4 pensieri su “L'ACCHITO

  1. ‘Detto che i gamers, e in particolare quelli frequentati sabato e domenica a Lucca, sono un toccasana per l’umore…’
    Sono d’accordo e credo che tutta Luccacomics sia un toccasana, personalmente ho il picco di buon umore per i cosplayer. E naturalmente un’ammirazione infinita per la vivacità e i grandi risultati che il fumetto registra continuamente: questo è un periodo da paragonare alla Parigi di inizio novecento per l’arte visiva.
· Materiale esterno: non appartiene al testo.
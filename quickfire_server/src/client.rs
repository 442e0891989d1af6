// TCP client for connecting to the trivia coordinator.
//
// Provides a non-blocking interface for a caller's main thread:
// - `connect()` performs the TCP connect, then spawns a background reader
//   thread.
// - The reader thread calls `read_message()` in a loop, deserializes
//   `ServerMessage`, and pushes into an `mpsc` channel.
// - The caller holds a `BufWriter<TcpStream>` for sending.
// - `poll()` drains the inbox non-blocking; `recv_timeout()` blocks briefly
//   for callers that want to wait on a specific notification.
//
// There is no handshake: a connection becomes a player by sending
// `JoinSession`, and the server answers with an `UpdatePlayers` broadcast
// (or a `SessionError` unicast on rejection).
//
// This is the transport half only — rendering the roster, forms, and
// verdicts is left to whatever front end drives this client.

use std::io::{BufReader, BufWriter};
use std::net::TcpStream;
use std::sync::mpsc::{self, Receiver};
use std::thread::{self, JoinHandle};
use std::time::Duration;

use quickfire_protocol::framing::{read_message, write_message};
use quickfire_protocol::message::{ClientMessage, ServerMessage};

/// TCP client for coordinator communication.
pub struct NetClient {
    writer: BufWriter<TcpStream>,
    inbox: Receiver<ServerMessage>,
    _reader_thread: Option<JoinHandle<()>>,
}

impl NetClient {
    /// Connect to a coordinator and spawn a reader thread.
    pub fn connect(addr: &str) -> Result<Self, String> {
        let stream = TcpStream::connect(addr).map_err(|e| format!("connect failed: {e}"))?;
        let reader_stream = stream
            .try_clone()
            .map_err(|e| format!("clone failed: {e}"))?;
        let writer = BufWriter::new(stream);

        let (tx, rx) = mpsc::channel();
        let reader_thread = thread::spawn(move || {
            reader_loop(BufReader::new(reader_stream), tx);
        });

        Ok(Self {
            writer,
            inbox: rx,
            _reader_thread: Some(reader_thread),
        })
    }

    /// Join the session, optionally claiming the game-master role.
    pub fn join_session(&mut self, username: &str, is_game_master: bool) -> Result<(), String> {
        let msg = ClientMessage::JoinSession {
            username: username.into(),
            is_game_master,
        };
        send_msg(&mut self.writer, &msg).map_err(|e| format!("send JoinSession failed: {e}"))
    }

    /// Set the question/answer pair (game master only).
    pub fn set_question(&mut self, question: &str, answer: &str) -> Result<(), String> {
        let msg = ClientMessage::SetQuestion {
            question: question.into(),
            answer: answer.into(),
        };
        send_msg(&mut self.writer, &msg).map_err(|e| format!("send SetQuestion failed: {e}"))
    }

    /// Start a round (game master only).
    pub fn start_game(&mut self) -> Result<(), String> {
        send_msg(&mut self.writer, &ClientMessage::StartGame)
            .map_err(|e| format!("send StartGame failed: {e}"))
    }

    /// Submit a guess for the running round.
    pub fn submit_guess(&mut self, guess: &str) -> Result<(), String> {
        let msg = ClientMessage::SubmitGuess {
            guess: guess.into(),
        };
        send_msg(&mut self.writer, &msg).map_err(|e| format!("send SubmitGuess failed: {e}"))
    }

    /// Send Goodbye and close the connection.
    pub fn disconnect(&mut self) {
        let _ = send_msg(&mut self.writer, &ClientMessage::Goodbye);
    }

    /// Drain all queued server messages (non-blocking).
    pub fn poll(&self) -> Vec<ServerMessage> {
        let mut messages = Vec::new();
        while let Ok(msg) = self.inbox.try_recv() {
            messages.push(msg);
        }
        messages
    }

    /// Wait up to `timeout` for the next server message.
    pub fn recv_timeout(&self, timeout: Duration) -> Option<ServerMessage> {
        self.inbox.recv_timeout(timeout).ok()
    }
}

/// Serialize a `ClientMessage` to JSON and write with length-delimited framing.
fn send_msg(writer: &mut BufWriter<TcpStream>, msg: &ClientMessage) -> Result<(), String> {
    let json = serde_json::to_vec(msg).map_err(|e| e.to_string())?;
    write_message(writer, &json).map_err(|e| e.to_string())
}

/// Reader thread: read framed messages in a loop, push to channel.
fn reader_loop(mut reader: BufReader<TcpStream>, tx: mpsc::Sender<ServerMessage>) {
    while let Ok(bytes) = read_message(&mut reader) {
        match serde_json::from_slice::<ServerMessage>(&bytes) {
            Ok(msg) => {
                if tx.send(msg).is_err() {
                    break; // Main thread dropped the receiver
                }
            }
            Err(_) => break, // Malformed message
        }
    }
}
Speriamo che il mondo del fumetto rimanga sempre per questo aspetto un po’ eccentrico rispetto alla letteratura, che spesso è una tonsillite per l’umore 🙂

  2. siamo corpi immersi nella luce(parafrasando Zichichi-Crozza) e il biliardo risponde alla prima legge dell’ottica:”l’angolo d’incidenza è uguale all’angolo di riflessione”.Le palline e i pedoni servono per renderci la vita più interessante(le stecche fanno parte del gioco)

  3. davvero gran bella recensione. io ho pensato, durante la lettura, che l’acchito fosse lo stato verso cui ogni vita umana tende. una magnifica illusione irraggiungibile, come questa favola di grossi.